* **ASSIGNED TASK**
What lines in the entries hold the string "Instant"? List them.

* **INFORMATION SHOWN**
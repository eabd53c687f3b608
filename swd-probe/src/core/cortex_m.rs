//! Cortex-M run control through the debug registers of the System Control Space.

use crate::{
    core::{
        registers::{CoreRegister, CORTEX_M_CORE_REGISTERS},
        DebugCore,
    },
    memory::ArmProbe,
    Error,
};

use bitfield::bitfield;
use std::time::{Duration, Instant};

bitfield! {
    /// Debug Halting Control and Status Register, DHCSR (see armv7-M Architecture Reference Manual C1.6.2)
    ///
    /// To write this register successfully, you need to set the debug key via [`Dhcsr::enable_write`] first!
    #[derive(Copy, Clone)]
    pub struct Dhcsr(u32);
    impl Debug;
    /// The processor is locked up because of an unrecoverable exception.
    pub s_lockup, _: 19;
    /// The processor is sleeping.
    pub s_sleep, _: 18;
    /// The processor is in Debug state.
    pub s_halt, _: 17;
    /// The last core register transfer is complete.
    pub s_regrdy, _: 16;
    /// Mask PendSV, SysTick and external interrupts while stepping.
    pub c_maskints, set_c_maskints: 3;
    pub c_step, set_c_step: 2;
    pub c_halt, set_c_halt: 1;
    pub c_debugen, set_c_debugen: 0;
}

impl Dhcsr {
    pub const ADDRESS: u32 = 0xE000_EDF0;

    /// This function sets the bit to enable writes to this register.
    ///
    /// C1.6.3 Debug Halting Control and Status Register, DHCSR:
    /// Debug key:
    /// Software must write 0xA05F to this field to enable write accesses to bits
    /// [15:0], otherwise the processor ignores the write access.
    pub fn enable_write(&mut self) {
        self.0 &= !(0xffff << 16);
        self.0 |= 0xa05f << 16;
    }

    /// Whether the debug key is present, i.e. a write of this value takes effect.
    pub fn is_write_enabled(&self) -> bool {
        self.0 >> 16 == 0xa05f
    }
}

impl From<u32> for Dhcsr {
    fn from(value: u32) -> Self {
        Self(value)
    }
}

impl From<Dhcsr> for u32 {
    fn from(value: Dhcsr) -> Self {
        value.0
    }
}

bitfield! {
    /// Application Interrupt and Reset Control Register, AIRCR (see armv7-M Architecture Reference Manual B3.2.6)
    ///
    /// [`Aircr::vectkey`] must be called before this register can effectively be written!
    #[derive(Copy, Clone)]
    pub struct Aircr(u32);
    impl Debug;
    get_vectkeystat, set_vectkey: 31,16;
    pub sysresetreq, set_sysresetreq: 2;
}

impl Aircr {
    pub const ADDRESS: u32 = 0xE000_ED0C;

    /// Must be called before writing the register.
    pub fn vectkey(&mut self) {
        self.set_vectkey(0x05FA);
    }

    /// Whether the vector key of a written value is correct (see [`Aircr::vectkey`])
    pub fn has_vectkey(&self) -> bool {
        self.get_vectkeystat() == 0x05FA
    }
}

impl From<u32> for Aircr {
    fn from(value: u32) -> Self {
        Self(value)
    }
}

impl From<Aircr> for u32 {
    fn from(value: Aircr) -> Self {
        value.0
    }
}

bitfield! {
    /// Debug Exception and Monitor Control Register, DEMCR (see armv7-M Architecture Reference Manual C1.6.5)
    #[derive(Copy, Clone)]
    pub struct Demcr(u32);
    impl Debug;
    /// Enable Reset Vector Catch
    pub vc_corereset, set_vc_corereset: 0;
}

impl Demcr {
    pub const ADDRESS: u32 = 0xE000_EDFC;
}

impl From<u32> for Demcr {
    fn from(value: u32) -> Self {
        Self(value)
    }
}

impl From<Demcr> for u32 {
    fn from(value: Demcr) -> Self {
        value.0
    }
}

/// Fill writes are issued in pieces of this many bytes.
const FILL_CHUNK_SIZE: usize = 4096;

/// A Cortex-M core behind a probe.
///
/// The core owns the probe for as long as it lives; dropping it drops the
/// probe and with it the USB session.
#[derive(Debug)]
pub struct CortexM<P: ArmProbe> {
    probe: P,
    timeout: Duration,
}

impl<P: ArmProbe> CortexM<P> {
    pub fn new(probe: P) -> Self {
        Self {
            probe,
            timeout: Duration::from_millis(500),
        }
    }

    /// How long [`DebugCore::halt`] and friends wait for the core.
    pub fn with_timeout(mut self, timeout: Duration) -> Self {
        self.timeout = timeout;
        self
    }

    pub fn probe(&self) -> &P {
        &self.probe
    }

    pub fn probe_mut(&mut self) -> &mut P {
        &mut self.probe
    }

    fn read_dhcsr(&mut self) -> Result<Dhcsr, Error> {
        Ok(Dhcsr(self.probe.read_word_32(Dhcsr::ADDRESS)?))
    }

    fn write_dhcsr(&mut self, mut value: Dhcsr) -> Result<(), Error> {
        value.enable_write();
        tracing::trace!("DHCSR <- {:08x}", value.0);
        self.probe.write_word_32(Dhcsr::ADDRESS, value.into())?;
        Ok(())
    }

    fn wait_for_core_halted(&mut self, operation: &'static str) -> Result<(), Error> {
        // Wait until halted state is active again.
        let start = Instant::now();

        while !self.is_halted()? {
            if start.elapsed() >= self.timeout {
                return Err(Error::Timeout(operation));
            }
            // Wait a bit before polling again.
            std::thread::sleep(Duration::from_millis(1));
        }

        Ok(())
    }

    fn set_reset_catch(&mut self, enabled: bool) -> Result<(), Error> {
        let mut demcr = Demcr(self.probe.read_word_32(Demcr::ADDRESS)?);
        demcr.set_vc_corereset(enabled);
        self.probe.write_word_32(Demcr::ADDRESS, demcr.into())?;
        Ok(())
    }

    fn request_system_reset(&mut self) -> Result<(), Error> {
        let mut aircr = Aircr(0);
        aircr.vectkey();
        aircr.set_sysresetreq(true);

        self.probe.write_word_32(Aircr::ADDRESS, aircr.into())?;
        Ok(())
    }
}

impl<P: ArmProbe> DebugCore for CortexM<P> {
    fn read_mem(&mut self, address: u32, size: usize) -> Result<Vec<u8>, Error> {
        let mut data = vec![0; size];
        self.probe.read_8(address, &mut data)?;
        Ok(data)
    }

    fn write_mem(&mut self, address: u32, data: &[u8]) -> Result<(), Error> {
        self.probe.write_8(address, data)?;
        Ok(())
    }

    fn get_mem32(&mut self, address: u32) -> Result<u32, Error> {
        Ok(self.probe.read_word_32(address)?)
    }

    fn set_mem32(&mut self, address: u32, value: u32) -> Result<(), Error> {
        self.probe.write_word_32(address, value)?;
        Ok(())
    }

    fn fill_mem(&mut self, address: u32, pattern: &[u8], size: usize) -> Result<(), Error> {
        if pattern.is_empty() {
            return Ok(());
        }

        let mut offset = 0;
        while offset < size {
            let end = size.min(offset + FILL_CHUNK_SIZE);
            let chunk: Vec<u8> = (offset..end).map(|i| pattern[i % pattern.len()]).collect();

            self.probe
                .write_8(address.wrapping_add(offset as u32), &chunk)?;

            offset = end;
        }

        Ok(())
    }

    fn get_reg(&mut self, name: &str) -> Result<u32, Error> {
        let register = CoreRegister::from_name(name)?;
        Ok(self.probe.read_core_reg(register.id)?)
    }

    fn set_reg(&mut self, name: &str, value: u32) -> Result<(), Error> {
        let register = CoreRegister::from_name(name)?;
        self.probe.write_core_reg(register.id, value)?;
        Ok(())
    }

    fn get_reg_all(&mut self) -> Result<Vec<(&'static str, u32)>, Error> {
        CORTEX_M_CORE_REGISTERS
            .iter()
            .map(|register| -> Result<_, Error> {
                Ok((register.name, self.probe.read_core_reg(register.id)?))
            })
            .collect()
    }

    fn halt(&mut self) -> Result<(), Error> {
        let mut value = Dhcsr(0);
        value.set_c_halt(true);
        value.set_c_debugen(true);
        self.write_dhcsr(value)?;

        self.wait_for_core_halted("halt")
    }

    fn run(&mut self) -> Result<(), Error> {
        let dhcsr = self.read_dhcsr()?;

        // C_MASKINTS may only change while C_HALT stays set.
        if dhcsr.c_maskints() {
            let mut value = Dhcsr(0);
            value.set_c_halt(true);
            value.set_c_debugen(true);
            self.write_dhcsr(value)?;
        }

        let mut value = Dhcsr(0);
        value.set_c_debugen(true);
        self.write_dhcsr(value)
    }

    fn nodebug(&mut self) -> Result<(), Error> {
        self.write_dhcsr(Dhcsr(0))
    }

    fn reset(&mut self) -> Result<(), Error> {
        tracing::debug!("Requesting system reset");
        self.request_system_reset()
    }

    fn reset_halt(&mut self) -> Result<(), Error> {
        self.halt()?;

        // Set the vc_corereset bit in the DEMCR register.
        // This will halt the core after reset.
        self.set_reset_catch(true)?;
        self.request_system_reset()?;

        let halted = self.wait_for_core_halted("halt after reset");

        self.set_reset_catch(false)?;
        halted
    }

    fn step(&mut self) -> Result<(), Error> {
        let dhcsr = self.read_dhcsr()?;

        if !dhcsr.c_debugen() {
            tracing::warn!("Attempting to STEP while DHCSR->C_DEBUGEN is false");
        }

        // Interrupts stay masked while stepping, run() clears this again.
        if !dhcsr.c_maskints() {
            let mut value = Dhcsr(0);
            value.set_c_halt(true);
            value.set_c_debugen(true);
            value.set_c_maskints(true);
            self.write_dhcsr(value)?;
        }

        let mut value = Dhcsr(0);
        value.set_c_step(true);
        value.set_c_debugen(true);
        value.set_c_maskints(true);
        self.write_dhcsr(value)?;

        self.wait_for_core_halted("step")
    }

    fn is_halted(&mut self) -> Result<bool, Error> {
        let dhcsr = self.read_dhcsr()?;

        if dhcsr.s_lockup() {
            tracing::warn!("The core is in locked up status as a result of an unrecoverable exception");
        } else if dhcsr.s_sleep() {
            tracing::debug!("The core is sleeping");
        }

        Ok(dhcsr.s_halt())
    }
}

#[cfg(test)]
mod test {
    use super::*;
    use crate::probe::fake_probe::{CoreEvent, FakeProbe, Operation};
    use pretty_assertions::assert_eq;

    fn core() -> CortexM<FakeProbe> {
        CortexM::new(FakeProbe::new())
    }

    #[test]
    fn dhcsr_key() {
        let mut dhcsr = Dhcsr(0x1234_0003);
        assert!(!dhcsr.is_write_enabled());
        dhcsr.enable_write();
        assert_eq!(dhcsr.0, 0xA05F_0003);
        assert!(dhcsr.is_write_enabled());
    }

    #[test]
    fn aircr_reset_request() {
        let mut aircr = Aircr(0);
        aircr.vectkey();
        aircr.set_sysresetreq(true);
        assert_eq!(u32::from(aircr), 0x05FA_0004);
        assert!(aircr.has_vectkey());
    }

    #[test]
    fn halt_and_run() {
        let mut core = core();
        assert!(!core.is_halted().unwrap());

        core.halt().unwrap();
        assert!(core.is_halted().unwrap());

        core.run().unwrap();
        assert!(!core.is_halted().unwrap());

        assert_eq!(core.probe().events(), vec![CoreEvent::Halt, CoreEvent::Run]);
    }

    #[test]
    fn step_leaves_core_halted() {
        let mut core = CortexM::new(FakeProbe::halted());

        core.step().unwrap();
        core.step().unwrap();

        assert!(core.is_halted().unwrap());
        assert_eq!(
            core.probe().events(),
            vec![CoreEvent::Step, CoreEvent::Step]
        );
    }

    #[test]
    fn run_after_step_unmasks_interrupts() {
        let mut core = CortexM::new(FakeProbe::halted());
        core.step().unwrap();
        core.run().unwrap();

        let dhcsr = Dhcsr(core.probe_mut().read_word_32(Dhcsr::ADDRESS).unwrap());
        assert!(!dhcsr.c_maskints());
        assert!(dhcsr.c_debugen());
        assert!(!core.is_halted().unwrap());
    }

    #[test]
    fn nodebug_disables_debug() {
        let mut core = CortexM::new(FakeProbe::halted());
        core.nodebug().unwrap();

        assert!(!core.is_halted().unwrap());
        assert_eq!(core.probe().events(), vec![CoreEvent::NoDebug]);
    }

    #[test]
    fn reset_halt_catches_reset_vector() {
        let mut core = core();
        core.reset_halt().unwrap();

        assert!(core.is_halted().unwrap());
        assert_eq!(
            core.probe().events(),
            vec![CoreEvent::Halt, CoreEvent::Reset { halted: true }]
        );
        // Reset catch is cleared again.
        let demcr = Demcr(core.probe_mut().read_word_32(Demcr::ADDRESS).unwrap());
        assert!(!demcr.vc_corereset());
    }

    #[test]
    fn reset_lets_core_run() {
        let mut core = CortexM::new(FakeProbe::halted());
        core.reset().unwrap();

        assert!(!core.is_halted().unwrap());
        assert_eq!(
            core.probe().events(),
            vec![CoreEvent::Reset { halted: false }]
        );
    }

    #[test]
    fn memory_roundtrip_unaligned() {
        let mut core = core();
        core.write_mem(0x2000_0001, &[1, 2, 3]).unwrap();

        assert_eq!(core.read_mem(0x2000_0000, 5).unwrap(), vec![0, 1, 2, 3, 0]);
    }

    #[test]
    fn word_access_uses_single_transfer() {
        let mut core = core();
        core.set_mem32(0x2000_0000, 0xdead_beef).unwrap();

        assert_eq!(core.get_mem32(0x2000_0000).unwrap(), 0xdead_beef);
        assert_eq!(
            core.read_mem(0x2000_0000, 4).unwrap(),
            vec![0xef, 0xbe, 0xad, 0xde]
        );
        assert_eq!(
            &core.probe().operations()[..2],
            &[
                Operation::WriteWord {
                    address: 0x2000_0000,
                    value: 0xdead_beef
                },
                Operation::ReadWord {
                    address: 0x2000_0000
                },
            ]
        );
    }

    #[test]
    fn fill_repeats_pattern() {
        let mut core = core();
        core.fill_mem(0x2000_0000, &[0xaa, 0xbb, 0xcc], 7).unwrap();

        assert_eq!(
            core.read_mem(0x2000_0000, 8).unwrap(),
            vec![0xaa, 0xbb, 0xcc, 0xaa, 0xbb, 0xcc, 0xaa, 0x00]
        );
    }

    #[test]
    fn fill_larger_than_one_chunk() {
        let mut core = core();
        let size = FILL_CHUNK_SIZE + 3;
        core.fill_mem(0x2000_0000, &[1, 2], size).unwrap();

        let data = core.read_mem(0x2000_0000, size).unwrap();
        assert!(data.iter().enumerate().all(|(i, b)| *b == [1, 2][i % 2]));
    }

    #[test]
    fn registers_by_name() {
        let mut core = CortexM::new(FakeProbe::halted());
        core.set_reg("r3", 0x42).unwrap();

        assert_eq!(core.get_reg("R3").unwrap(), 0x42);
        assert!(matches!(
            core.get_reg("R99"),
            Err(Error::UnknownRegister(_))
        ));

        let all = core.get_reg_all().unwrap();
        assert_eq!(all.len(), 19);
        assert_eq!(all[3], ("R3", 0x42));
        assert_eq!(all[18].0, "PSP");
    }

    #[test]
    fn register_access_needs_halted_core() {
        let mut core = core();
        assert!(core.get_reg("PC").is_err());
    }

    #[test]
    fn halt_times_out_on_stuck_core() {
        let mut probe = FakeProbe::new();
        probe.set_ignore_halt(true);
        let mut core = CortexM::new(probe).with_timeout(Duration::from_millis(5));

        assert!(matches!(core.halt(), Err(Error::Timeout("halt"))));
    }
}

* **SOLUTION TO THIS EXERCISE**
use std::time::{Duration, Instant};
        let start = Instant::now();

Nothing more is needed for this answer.